[Dataset items]

- - - -

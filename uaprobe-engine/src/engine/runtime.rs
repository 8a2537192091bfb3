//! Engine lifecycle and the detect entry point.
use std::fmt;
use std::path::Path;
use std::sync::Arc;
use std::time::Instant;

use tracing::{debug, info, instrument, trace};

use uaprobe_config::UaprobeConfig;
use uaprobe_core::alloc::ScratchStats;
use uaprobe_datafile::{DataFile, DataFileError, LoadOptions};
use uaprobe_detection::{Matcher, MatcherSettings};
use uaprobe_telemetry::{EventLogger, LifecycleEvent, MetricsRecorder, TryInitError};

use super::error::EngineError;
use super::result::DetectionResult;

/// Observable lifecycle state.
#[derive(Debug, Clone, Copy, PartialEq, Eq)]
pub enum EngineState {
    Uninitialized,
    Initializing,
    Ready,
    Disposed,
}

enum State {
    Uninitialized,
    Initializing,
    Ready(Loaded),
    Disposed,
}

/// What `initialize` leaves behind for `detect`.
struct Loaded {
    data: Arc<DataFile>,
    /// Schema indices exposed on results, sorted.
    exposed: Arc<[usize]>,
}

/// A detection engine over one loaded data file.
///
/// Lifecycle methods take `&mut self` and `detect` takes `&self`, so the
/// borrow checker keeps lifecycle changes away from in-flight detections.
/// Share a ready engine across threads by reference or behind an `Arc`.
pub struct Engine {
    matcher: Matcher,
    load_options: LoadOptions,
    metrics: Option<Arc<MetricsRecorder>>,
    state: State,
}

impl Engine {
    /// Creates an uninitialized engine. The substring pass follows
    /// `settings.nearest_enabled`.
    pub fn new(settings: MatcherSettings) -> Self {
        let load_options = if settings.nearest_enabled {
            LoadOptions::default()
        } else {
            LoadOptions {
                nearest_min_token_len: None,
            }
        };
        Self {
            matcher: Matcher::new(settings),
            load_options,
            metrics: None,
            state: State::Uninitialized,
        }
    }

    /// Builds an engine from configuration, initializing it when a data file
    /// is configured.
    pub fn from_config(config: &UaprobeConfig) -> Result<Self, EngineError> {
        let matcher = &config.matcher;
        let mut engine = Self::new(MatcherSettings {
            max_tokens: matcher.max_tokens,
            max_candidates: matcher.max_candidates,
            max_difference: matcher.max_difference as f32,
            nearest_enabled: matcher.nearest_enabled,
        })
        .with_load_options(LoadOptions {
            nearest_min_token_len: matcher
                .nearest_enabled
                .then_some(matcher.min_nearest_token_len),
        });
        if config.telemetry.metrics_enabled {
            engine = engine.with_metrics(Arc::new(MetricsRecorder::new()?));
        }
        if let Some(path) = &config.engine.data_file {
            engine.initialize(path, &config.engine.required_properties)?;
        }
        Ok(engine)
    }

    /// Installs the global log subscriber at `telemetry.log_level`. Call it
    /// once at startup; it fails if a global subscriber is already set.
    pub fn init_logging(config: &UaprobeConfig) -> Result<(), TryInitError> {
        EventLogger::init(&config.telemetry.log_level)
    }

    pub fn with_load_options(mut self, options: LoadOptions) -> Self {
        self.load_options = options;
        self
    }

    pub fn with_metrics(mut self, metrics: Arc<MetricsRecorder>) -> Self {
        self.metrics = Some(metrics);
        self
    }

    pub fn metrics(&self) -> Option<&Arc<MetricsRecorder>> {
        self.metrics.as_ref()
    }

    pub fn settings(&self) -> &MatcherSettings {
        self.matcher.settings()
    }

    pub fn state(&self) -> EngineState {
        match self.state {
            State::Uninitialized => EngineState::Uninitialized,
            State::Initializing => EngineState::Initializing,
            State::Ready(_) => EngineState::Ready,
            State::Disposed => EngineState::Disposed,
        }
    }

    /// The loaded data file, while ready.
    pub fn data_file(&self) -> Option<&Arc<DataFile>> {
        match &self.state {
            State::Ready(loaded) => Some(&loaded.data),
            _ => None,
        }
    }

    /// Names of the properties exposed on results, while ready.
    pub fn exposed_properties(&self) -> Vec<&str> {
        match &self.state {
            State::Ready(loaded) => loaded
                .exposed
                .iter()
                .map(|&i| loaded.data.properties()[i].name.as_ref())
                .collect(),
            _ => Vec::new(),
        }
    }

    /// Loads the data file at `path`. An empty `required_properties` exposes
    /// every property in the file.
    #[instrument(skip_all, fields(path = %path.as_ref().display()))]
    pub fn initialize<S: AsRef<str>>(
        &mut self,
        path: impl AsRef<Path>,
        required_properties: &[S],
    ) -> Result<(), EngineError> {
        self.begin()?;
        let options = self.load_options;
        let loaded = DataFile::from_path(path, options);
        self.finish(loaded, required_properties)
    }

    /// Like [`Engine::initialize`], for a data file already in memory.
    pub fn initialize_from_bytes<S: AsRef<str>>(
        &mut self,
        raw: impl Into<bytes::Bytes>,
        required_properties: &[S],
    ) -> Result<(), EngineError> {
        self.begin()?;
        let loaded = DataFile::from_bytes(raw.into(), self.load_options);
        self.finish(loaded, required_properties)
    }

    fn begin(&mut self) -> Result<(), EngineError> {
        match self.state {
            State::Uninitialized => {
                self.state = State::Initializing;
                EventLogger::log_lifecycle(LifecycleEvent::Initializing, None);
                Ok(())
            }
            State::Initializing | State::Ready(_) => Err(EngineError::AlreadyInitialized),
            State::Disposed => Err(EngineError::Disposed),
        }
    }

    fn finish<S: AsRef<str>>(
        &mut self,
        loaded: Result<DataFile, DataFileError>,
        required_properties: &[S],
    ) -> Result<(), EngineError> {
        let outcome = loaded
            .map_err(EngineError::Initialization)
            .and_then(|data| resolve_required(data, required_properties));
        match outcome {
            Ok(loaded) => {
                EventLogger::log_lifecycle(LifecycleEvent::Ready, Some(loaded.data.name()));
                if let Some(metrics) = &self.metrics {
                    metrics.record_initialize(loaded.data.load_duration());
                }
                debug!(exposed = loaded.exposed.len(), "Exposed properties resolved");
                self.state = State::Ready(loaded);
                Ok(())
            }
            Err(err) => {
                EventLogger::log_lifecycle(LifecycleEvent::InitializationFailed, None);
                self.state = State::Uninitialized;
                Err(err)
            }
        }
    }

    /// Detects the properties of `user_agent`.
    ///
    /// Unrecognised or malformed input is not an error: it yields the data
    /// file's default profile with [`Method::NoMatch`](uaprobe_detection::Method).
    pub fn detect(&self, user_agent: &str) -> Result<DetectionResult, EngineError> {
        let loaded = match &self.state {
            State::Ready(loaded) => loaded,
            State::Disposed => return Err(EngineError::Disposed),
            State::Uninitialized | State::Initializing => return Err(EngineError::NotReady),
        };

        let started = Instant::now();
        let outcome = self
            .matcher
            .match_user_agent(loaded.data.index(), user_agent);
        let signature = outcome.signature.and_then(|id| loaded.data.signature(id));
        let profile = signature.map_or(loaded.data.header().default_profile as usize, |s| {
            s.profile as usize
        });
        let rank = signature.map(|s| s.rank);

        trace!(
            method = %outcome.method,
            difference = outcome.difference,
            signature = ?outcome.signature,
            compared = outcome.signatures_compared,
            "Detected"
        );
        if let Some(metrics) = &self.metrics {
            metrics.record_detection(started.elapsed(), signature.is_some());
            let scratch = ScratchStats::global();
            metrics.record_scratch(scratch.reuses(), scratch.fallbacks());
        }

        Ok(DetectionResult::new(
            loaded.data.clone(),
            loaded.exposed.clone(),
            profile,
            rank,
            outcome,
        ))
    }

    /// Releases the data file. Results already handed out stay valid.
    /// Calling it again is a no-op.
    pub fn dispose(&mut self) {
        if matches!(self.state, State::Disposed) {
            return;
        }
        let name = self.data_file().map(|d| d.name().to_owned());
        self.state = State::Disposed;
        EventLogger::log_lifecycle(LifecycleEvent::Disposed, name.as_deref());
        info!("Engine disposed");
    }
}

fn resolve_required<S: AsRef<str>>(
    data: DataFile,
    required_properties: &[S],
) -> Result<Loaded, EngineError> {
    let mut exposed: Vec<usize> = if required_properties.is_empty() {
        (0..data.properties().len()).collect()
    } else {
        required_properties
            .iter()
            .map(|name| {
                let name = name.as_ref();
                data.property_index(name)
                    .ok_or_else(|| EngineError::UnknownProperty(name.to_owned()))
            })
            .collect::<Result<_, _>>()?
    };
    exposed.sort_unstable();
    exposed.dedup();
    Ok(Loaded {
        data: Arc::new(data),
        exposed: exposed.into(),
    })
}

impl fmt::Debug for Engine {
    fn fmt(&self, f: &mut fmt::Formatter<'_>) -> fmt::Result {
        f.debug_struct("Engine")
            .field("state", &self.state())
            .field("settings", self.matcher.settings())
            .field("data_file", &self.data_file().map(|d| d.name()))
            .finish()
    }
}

- - - -

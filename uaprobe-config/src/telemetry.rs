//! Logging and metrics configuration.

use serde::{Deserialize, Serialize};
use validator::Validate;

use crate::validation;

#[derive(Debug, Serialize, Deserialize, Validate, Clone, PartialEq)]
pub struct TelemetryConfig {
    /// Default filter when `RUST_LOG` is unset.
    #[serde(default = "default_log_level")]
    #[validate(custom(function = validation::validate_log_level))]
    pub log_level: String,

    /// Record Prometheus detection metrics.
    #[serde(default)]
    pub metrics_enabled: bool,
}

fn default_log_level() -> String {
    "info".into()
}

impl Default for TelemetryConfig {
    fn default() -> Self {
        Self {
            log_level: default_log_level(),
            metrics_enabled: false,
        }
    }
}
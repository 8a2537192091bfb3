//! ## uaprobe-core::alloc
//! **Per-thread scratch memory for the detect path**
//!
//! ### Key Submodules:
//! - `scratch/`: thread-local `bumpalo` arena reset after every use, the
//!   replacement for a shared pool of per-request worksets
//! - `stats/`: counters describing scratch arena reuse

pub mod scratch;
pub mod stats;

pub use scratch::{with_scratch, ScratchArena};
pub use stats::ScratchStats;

- - - -

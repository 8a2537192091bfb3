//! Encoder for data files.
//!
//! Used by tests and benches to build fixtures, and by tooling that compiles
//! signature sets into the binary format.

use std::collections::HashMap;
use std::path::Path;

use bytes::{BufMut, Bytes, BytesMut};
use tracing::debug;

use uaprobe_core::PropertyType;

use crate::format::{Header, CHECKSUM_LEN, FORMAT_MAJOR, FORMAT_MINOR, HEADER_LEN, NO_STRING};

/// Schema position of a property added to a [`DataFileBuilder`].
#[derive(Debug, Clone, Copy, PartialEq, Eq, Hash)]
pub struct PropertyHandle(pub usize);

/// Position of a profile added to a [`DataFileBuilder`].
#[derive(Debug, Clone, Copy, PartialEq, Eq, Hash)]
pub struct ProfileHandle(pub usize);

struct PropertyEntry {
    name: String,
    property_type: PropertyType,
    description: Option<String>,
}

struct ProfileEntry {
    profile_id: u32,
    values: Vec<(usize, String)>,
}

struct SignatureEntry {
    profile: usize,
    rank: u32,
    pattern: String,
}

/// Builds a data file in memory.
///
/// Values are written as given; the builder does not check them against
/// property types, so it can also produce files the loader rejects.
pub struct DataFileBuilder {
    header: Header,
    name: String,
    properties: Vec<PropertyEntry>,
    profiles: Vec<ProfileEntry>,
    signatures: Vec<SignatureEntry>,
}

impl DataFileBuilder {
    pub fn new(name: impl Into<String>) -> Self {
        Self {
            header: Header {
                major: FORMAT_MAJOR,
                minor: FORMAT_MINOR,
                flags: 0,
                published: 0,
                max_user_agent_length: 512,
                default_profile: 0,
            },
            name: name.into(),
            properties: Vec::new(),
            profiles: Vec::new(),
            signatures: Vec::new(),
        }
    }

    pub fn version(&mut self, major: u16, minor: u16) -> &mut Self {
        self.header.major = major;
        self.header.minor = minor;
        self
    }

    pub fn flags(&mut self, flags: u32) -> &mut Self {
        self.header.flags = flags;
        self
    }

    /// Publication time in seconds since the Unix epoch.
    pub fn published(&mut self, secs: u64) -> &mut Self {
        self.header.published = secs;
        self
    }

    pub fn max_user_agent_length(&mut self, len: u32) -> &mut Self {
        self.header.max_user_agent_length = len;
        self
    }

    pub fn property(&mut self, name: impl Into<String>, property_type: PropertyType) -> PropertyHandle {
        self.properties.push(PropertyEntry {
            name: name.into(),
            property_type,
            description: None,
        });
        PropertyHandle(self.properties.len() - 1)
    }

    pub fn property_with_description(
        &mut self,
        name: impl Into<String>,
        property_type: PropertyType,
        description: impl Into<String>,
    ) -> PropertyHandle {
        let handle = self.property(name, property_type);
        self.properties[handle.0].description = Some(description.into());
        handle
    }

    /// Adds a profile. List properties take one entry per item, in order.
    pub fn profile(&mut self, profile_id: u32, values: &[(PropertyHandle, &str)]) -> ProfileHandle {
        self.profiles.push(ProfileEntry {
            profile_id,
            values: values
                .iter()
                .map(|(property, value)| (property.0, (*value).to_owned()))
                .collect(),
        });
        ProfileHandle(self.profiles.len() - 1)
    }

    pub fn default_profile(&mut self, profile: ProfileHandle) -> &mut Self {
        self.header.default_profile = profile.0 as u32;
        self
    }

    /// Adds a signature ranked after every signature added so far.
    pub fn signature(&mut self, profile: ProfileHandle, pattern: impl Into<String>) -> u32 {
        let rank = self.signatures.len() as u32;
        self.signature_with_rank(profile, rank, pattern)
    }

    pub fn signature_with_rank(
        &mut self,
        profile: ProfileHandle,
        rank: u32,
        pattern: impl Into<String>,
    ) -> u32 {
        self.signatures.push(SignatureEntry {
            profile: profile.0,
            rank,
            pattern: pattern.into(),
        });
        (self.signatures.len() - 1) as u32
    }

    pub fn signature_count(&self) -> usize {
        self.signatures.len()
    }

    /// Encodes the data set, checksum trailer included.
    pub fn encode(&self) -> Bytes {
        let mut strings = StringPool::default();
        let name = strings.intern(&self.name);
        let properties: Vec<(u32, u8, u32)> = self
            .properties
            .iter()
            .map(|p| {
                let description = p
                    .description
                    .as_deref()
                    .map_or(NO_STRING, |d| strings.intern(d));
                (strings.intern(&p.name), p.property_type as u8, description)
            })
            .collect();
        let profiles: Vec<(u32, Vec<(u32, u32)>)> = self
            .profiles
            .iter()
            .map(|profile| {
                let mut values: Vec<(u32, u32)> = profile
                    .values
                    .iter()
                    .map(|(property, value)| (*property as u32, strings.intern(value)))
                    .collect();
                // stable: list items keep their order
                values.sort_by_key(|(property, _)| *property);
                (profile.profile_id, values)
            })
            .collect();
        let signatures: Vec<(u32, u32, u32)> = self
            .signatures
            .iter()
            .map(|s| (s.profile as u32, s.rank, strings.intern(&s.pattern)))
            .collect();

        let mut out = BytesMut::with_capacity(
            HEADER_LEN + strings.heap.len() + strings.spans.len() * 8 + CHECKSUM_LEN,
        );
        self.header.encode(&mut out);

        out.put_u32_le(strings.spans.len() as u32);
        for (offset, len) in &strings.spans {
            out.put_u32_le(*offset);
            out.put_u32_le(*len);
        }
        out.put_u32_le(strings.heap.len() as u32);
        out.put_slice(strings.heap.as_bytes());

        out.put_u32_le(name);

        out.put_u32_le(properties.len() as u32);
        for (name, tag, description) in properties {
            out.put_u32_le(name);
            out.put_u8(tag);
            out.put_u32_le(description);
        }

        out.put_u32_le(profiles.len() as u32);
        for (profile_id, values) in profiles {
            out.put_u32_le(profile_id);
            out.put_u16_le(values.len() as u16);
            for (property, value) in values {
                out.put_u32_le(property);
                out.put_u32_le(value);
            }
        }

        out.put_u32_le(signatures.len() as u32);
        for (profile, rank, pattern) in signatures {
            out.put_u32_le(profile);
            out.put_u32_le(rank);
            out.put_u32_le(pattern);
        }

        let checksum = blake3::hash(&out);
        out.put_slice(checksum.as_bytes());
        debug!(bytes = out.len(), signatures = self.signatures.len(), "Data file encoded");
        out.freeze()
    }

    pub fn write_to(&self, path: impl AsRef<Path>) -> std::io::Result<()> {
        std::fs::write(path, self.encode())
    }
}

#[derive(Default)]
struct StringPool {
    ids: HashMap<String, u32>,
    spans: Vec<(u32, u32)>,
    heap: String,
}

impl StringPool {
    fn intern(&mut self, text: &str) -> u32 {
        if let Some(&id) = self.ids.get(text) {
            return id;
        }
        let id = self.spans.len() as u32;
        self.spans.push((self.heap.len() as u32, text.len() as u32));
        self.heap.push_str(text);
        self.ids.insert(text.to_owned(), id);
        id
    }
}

- - - -

- _Description of the task_
Would you please filter the lines above and copy every one that includes "added"?

- _Response box_
/// Schema position of a property added to a [`DataFileBuilder`].
/// Position of a profile added to a [`DataFileBuilder`].
    /// Adds a signature ranked after every signature added so far.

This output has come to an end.